● **Problem to solve**
Each line in the entries below that holds the word "proxies" belongs in the answer.

● **Data extracted from a collection**
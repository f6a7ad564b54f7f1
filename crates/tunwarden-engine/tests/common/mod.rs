//! Shared fixtures for engine integration tests.

#![allow(dead_code)]

use std::sync::atomic::{AtomicU64, Ordering};
use std::sync::Arc;
use std::time::Duration;

use async_trait::async_trait;

use tunwarden_engine::{DataPlane, EngineSettings, Interceptor, StatsSnapshot};
use tunwarden_transport::{MockTun, Packet, PacketProcessor, TransportError, TunConfig, Verdict};

/// Processor that counts calls, optionally sleeping first.
#[derive(Default)]
pub struct CountingProcessor {
    pub calls: AtomicU64,
    pub delay: Option<Duration>,
    pub verdict: Option<Verdict>,
    pub fail: bool,
}

impl CountingProcessor {
    pub fn direct() -> Self {
        Self::default()
    }

    pub fn dropping() -> Self {
        Self {
            verdict: Some(Verdict::Drop),
            ..Self::default()
        }
    }

    pub fn failing() -> Self {
        Self {
            fail: true,
            ..Self::default()
        }
    }

    pub fn slow(delay: Duration) -> Self {
        Self {
            delay: Some(delay),
            ..Self::default()
        }
    }

    pub fn calls(&self) -> u64 {
        self.calls.load(Ordering::Acquire)
    }
}

#[async_trait]
impl PacketProcessor for CountingProcessor {
    async fn process(&self, _packet: &Packet) -> tunwarden_transport::Result<Verdict> {
        self.calls.fetch_add(1, Ordering::AcqRel);
        if let Some(delay) = self.delay {
            tokio::time::sleep(delay).await;
        }
        if self.fail {
            return Err(TransportError::processing("instrumented failure"));
        }
        Ok(self.verdict.clone().unwrap_or(Verdict::Direct))
    }
}

/// Settings with a short tick so tests observe the loop quickly.
pub fn fast_settings() -> EngineSettings {
    EngineSettings::default()
        .with_tick_interval(Duration::from_millis(10))
        .with_join_timeout(Duration::from_secs(2))
}

/// Settings whose loop drains once, right after start, and then idles.
pub fn single_pass_settings() -> EngineSettings {
    EngineSettings::default().with_tick_interval(Duration::from_secs(3600))
}

/// Builds an interceptor over a mock device.
pub fn mock_interceptor(
    processor: Arc<CountingProcessor>,
    settings: EngineSettings,
) -> (Interceptor, Arc<MockTun>) {
    let tun = Arc::new(MockTun::new(TunConfig::new("utun0")));
    let plane = DataPlane::from_device(Arc::clone(&tun), processor);
    (Interceptor::new(plane, settings), tun)
}

/// Polls `interceptor.stats()` until `done` holds or two seconds pass.
pub async fn wait_for_stats<F>(interceptor: &Interceptor, done: F) -> StatsSnapshot
where
    F: Fn(&StatsSnapshot) -> bool,
{
    let deadline = tokio::time::Instant::now() + Duration::from_secs(2);
    loop {
        let stats = interceptor.stats();
        if done(&stats) || tokio::time::Instant::now() >= deadline {
            return stats;
        }
        tokio::time::sleep(Duration::from_millis(5)).await;
    }
}

/// A minimal IPv4/UDP packet of `len` bytes (at least 28).
pub fn udp_packet(len: usize) -> Vec<u8> {
    let len = len.max(28);
    let mut data = vec![0u8; len];
    data[0] = 0x45;
    data[2..4].copy_from_slice(&u16::try_from(len).unwrap_or(u16::MAX).to_be_bytes());
    data[9] = 17;
    data[12..16].copy_from_slice(&[10, 0, 0, 2]);
    data[16..20].copy_from_slice(&[1, 1, 1, 1]);
    data[20..22].copy_from_slice(&40000u16.to_be_bytes());
    data[22..24].copy_from_slice(&53u16.to_be_bytes());
    data
}
// ============================================
// File: crates/tunwarden-config/src/profile.rs
// ============================================
//! # Proxy Profile Schema
//!
//! ## Creation Reason
//! The store keeps documents untyped. Callers that want guarantees about the
//! proxy sections (mode, servers, groups, DNS) get a typed view here plus a
//! strict validation pass that names the offending entry.
//!
//! ## Main Functionality
//! - `ProxyProfile`: Typed view of the well-known sections
//! - `ProxyMode`: Rule / Global / Direct
//! - `validate()`: Semantic checks returning the typed view
//!
//! ## Validation Rules
//! | Field                      | Rule                                   |
//! |----------------------------|----------------------------------------|
//! | `proxy.mode`               | empty, or Rule/Global/Direct (any case)|
//! | `proxy.servers[i].name`    | non-empty                              |
//! | `proxy.servers[i].type`    | non-empty                              |
//! | `proxy.servers[i].port`    | 1..=65535                              |
//! | `proxy.groups[i].name`     | non-empty                              |
//! | `proxy.groups[i].type`     | non-empty                              |
//! | `dns.nameserver`           | non-empty when `dns.enable`            |
//!
//! ## ⚠️ Important Note for Next Developer
//! - Unknown keys are ignored, missing sections take defaults
//! - A key present with the wrong type fails the typed view
//!
//! ## Last Modified
//! v0.1.0 - Initial profile schema

use std::fmt;
use std::str::FromStr;

use serde::{Deserialize, Serialize};

use tunwarden_common::types::InterfaceParams;

use crate::error::{ConfigError, Result};
use crate::value::Document;

// ============================================
// ProxyMode
// ============================================

/// Traffic routing mode.
#[derive(Debug, Clone, Copy, PartialEq, Eq, Hash, Serialize, Deserialize)]
pub enum ProxyMode {
    /// Route by rules.
    Rule,
    /// Send everything through the proxy.
    Global,
    /// Bypass the proxy.
    Direct,
}

impl FromStr for ProxyMode {
    type Err = ConfigError;

    fn from_str(s: &str) -> Result<Self> {
        match s {
            "Rule" => Ok(Self::Rule),
            "Global" => Ok(Self::Global),
            "Direct" => Ok(Self::Direct),
            _ => Err(ConfigError::validation(
                "proxy.mode",
                format!("unsupported proxy mode '{s}', expected Rule, Global or Direct"),
            )),
        }
    }
}

impl fmt::Display for ProxyMode {
    fn fmt(&self, f: &mut fmt::Formatter<'_>) -> fmt::Result {
        match self {
            Self::Rule => f.write_str("Rule"),
            Self::Global => f.write_str("Global"),
            Self::Direct => f.write_str("Direct"),
        }
    }
}

// ============================================
// Sections
// ============================================

/// Typed view of a configuration document.
#[derive(Debug, Clone, Default, Serialize, Deserialize)]
#[serde(default, rename_all = "kebab-case")]
pub struct ProxyProfile {
    /// Document format version.
    pub version: String,
    /// Proxy section.
    pub proxy: ProxySection,
    /// DNS section.
    pub dns: DnsSection,
    /// Virtual interface section.
    pub tun: TunSection,
    /// Data-plane tuning.
    pub engine: EngineSection,
    /// Logging section.
    pub log: LogSection,
}

/// `[proxy]`
#[derive(Debug, Clone, Default, Serialize, Deserialize)]
#[serde(default, rename_all = "kebab-case")]
pub struct ProxySection {
    /// Raw mode string; see [`ProxyProfile::mode`].
    pub mode: String,
    /// Accept connections from the LAN.
    pub allow_lan: bool,
    /// Listen address for local proxies.
    pub bind_address: String,
    /// Upstream servers.
    pub servers: Vec<ServerEntry>,
    /// Server groups.
    pub groups: Vec<GroupEntry>,
}

/// One entry of `proxy.servers`.
#[derive(Debug, Clone, Default, Serialize, Deserialize)]
#[serde(default, rename_all = "kebab-case")]
pub struct ServerEntry {
    /// Display name.
    pub name: String,
    /// Protocol type (e.g. "ss", "vmess").
    #[serde(rename = "type")]
    pub kind: String,
    /// Server host.
    pub server: String,
    /// Server port; kept wide so out-of-range values reach validation.
    pub port: i64,
}

/// One entry of `proxy.groups`.
#[derive(Debug, Clone, Default, Serialize, Deserialize)]
#[serde(default, rename_all = "kebab-case")]
pub struct GroupEntry {
    /// Group name.
    pub name: String,
    /// Group type (e.g. "select", "url-test").
    #[serde(rename = "type")]
    pub kind: String,
    /// Member names.
    pub proxies: Vec<String>,
}

/// `[dns]`
#[derive(Debug, Clone, Default, Serialize, Deserialize)]
#[serde(default, rename_all = "kebab-case")]
pub struct DnsSection {
    /// Enable the built-in resolver.
    pub enable: bool,
    /// Resolve AAAA records.
    pub ipv6: bool,
    /// Primary nameservers.
    pub nameserver: Vec<String>,
    /// Fallback nameservers.
    pub fallback: Vec<String>,
}

/// `[tun]`
#[derive(Debug, Clone, Serialize, Deserialize)]
#[serde(default, rename_all = "kebab-case")]
pub struct TunSection {
    /// Interface name.
    pub name: String,
    /// Interface MTU.
    pub mtu: i64,
    /// Interface address, `ip` or `ip/prefix`.
    pub address: String,
}

impl Default for TunSection {
    fn default() -> Self {
        Self {
            name: crate::defaults::DEFAULT_TUN_NAME.to_string(),
            mtu: i64::from(tunwarden_common::types::DEFAULT_MTU),
            address: crate::defaults::DEFAULT_TUN_ADDRESS.to_string(),
        }
    }
}

impl TunSection {
    /// Converts to checked interface parameters.
    ///
    /// # Errors
    /// Returns `Common` with the offending parameter on bad name, MTU or
    /// address.
    pub fn interface_params(&self) -> Result<InterfaceParams> {
        Ok(InterfaceParams::parse(
            &self.name,
            &self.mtu.to_string(),
            &self.address,
        )?)
    }
}

/// `[engine]`
#[derive(Debug, Clone, Serialize, Deserialize)]
#[serde(default, rename_all = "kebab-case")]
pub struct EngineSection {
    /// Data-plane tick in milliseconds.
    pub tick_interval_ms: i64,
    /// Packets drained per tick.
    pub burst: i64,
    /// Stop waits this long for the loop before aborting it.
    pub join_timeout_ms: i64,
}

impl Default for EngineSection {
    fn default() -> Self {
        Self {
            tick_interval_ms: crate::defaults::DEFAULT_TICK_INTERVAL_MS,
            burst: crate::defaults::DEFAULT_BURST,
            join_timeout_ms: crate::defaults::DEFAULT_JOIN_TIMEOUT_MS,
        }
    }
}

/// `[log]`
#[derive(Debug, Clone, Serialize, Deserialize)]
#[serde(default)]
pub struct LogSection {
    /// Default filter level when `RUST_LOG` is unset.
    pub level: String,
}

impl Default for LogSection {
    fn default() -> Self {
        Self {
            level: "info".to_string(),
        }
    }
}

// ============================================
// ProxyProfile
// ============================================

impl ProxyProfile {
    /// Builds the typed view without semantic checks.
    ///
    /// # Errors
    /// Returns `Validation` if a known key has the wrong type.
    pub fn from_document(doc: &Document) -> Result<Self> {
        let json = serde_json::to_value(doc).map_err(|e| ConfigError::serialize("document", e))?;
        serde_json::from_value(json).map_err(|e| ConfigError::validation("document", e.to_string()))
    }

    /// Returns the parsed mode, `None` when unset.
    ///
    /// # Errors
    /// Returns `Validation` for an unknown mode.
    pub fn mode(&self) -> Result<Option<ProxyMode>> {
        match self.proxy.mode.trim() {
            "" => Ok(None),
            raw => raw.parse().map(Some),
        }
    }

    /// Runs the semantic checks.
    ///
    /// # Errors
    /// Returns the first `Validation` error found.
    pub fn validate(&self) -> Result<()> {
        self.mode()?;

        for (i, server) in self.proxy.servers.iter().enumerate() {
            if server.name.trim().is_empty() {
                return Err(ConfigError::validation(
                    format!("proxy.servers[{i}].name"),
                    "server name is required",
                ));
            }
            if server.kind.trim().is_empty() {
                return Err(ConfigError::validation(
                    format!("proxy.servers[{i}].type"),
                    format!("server '{}' has no type", server.name),
                ));
            }
            if !(1..=65535).contains(&server.port) {
                return Err(ConfigError::validation(
                    format!("proxy.servers[{i}].port"),
                    format!("server '{}' port {} is not in [1, 65535]", server.name, server.port),
                ));
            }
        }

        for (i, group) in self.proxy.groups.iter().enumerate() {
            if group.name.trim().is_empty() {
                return Err(ConfigError::validation(
                    format!("proxy.groups[{i}].name"),
                    "group name is required",
                ));
            }
            if group.kind.trim().is_empty() {
                return Err(ConfigError::validation(
                    format!("proxy.groups[{i}].type"),
                    format!("group '{}' has no type", group.name),
                ));
            }
        }

        if self.dns.enable && self.dns.nameserver.is_empty() {
            return Err(ConfigError::validation(
                "dns.nameserver",
                "at least one nameserver is required when dns is enabled",
            ));
        }

        Ok(())
    }
}

/// Validates a document and returns its typed view.
///
/// # Errors
/// Returns `Validation` naming the first offending entry.
pub fn validate(doc: &Document) -> Result<ProxyProfile> {
    let profile = ProxyProfile::from_document(doc)?;
    profile.validate()?;
    Ok(profile)
}

// ============================================
// Tests
// ============================================

#[cfg(test)]
mod tests {
    use super::*;
    use crate::value::Value;

    fn with_server(port: i64) -> Document {
        let server = Document::new()
            .with("name", "hk-01")
            .with("type", "ss")
            .with("server", "hk.example.com")
            .with("port", port);
        Document::new().with(
            "proxy",
            Document::new().with("mode", "Rule").with("servers", vec![Value::from(server)]),
        )
    }

    fn field_of(err: ConfigError) -> String {
        match err {
            ConfigError::Validation { field, .. } => field,
            other => panic!("expected validation error, got {other:?}"),
        }
    }

    #[test]
    fn test_port_boundaries() {
        assert_eq!(field_of(validate(&with_server(0)).unwrap_err()), "proxy.servers[0].port");
        assert!(validate(&with_server(1)).is_ok());
        assert!(validate(&with_server(65535)).is_ok());
        assert_eq!(
            field_of(validate(&with_server(65536)).unwrap_err()),
            "proxy.servers[0].port"
        );
    }

    #[test]
    fn test_mode_matches_exact_case() {
        for mode in ["Rule", "Global", "Direct", ""] {
            let doc = Document::new().with("proxy", Document::new().with("mode", mode));
            assert!(validate(&doc).is_ok(), "mode {mode:?} should be accepted");
        }
        for mode in ["rule", "GLOBAL", "direct", "Smart"] {
            let doc = Document::new().with("proxy", Document::new().with("mode", mode));
            assert_eq!(field_of(validate(&doc).unwrap_err()), "proxy.mode", "mode {mode:?}");
        }
        assert_eq!("Global".parse::<ProxyMode>().unwrap(), ProxyMode::Global);
        assert!("global".parse::<ProxyMode>().is_err());
    }

    #[test]
    fn test_group_requires_name_and_type() {
        let group = Document::new().with("name", "").with("type", "select");
        let doc = Document::new().with(
            "proxy",
            Document::new().with("groups", vec![Value::from(group)]),
        );
        assert_eq!(field_of(validate(&doc).unwrap_err()), "proxy.groups[0].name");

        let group = Document::new().with("name", "auto");
        let doc = Document::new().with(
            "proxy",
            Document::new().with("groups", vec![Value::from(group)]),
        );
        assert_eq!(field_of(validate(&doc).unwrap_err()), "proxy.groups[0].type");
    }

    #[test]
    fn test_dns_requires_nameserver() {
        let doc = Document::new().with("dns", Document::new().with("enable", true));
        assert_eq!(field_of(validate(&doc).unwrap_err()), "dns.nameserver");

        let doc = Document::new().with(
            "dns",
            Document::new()
                .with("enable", true)
                .with("nameserver", vec![Value::from("1.1.1.1")]),
        );
        assert!(validate(&doc).is_ok());

        let doc = Document::new().with("dns", Document::new().with("enable", false));
        assert!(validate(&doc).is_ok());
    }

    #[test]
    fn test_wrong_type_is_validation_error() {
        let doc = Document::new().with("dns", Document::new().with("enable", "yes"));
        assert!(matches!(validate(&doc), Err(ConfigError::Validation { .. })));
    }

    #[test]
    fn test_tun_section_to_params() {
        let profile = ProxyProfile::from_document(&Document::new()).unwrap();
        let params = profile.tun.interface_params().unwrap();
        assert_eq!(params.name, "utun0");
        assert_eq!(params.mtu, 1500);

        let doc = Document::new().with("tun", Document::new().with("mtu", 100_i64));
        let profile = ProxyProfile::from_document(&doc).unwrap();
        assert!(profile.tun.interface_params().is_err());
    }
}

● **The completed task**
    /// Listen address for local proxies.
    pub proxies: Vec<String>,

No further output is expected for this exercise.